> [EXERCISE BRIEF]:
Please set down the whole listing again, precisely.

> [INPUT MATERIAL]:
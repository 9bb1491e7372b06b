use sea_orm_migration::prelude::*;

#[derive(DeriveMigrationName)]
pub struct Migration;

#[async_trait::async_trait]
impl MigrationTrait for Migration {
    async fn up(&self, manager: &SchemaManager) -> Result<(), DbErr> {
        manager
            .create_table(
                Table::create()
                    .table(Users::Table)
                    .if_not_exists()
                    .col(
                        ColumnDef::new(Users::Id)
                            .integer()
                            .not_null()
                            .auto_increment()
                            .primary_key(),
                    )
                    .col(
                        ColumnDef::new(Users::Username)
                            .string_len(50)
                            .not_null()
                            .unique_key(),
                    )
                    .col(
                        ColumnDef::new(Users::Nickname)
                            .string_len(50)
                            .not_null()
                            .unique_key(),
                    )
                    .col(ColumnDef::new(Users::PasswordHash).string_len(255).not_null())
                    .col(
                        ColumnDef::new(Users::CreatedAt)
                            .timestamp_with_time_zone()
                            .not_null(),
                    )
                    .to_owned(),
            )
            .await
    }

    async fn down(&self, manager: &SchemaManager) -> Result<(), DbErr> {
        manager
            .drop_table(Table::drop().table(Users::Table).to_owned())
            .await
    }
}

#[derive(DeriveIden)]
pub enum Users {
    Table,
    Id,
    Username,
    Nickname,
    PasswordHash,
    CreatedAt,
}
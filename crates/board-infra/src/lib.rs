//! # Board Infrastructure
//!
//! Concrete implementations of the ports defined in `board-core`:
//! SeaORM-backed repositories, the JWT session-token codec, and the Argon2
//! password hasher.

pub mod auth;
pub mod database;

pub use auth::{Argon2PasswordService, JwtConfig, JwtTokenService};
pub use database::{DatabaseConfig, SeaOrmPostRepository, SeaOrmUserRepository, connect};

> [EXERCISE ANSWER]:
repository 9bb1491e7372b06b
use sea_orm_migration::prelude::*;

#[derive(DeriveMigrationName)]
pub struct Migration;

#[async_trait::async_trait]
impl MigrationTrait for Migration {
    async fn up(&self, manager: &SchemaManager) -> Result<(), DbErr> {
        manager
            .create_table(
                Table::create()
                    .table(Users::Table)
                    .if_not_exists()
                    .col(
                        ColumnDef::new(Users::Id)
                            .integer()
                            .not_null()
                            .auto_increment()
                            .primary_key(),
                    )
                    .col(
                        ColumnDef::new(Users::Username)
                            .string_len(50)
                            .not_null()
                            .unique_key(),
                    )
                    .col(
                        ColumnDef::new(Users::Nickname)
                            .string_len(50)
                            .not_null()
                            .unique_key(),
                    )
                    .col(ColumnDef::new(Users::PasswordHash).string_len(255).not_null())
                    .col(
                        ColumnDef::new(Users::CreatedAt)
                            .timestamp_with_time_zone()
                            .not_null(),
                    )
                    .to_owned(),
            )
            .await
    }

    async fn down(&self, manager: &SchemaManager) -> Result<(), DbErr> {
        manager
            .drop_table(Table::drop().table(Users::Table).to_owned())
            .await
    }
}

#[derive(DeriveIden)]
pub enum Users {
    Table,
    Id,
    Username,
    Nickname,
    PasswordHash,
    CreatedAt,
}
filename crates/board-infra/src/lib.rs
//! # Board Infrastructure
//!
//! Concrete implementations of the ports defined in `board-core`:
//! SeaORM-backed repositories, the JWT session-token codec, and the Argon2
//! password hasher.

pub mod auth;
pub mod database;

pub use auth::{Argon2PasswordService, JwtConfig, JwtTokenService};
pub use database::{DatabaseConfig, SeaOrmPostRepository, SeaOrmUserRepository, connect};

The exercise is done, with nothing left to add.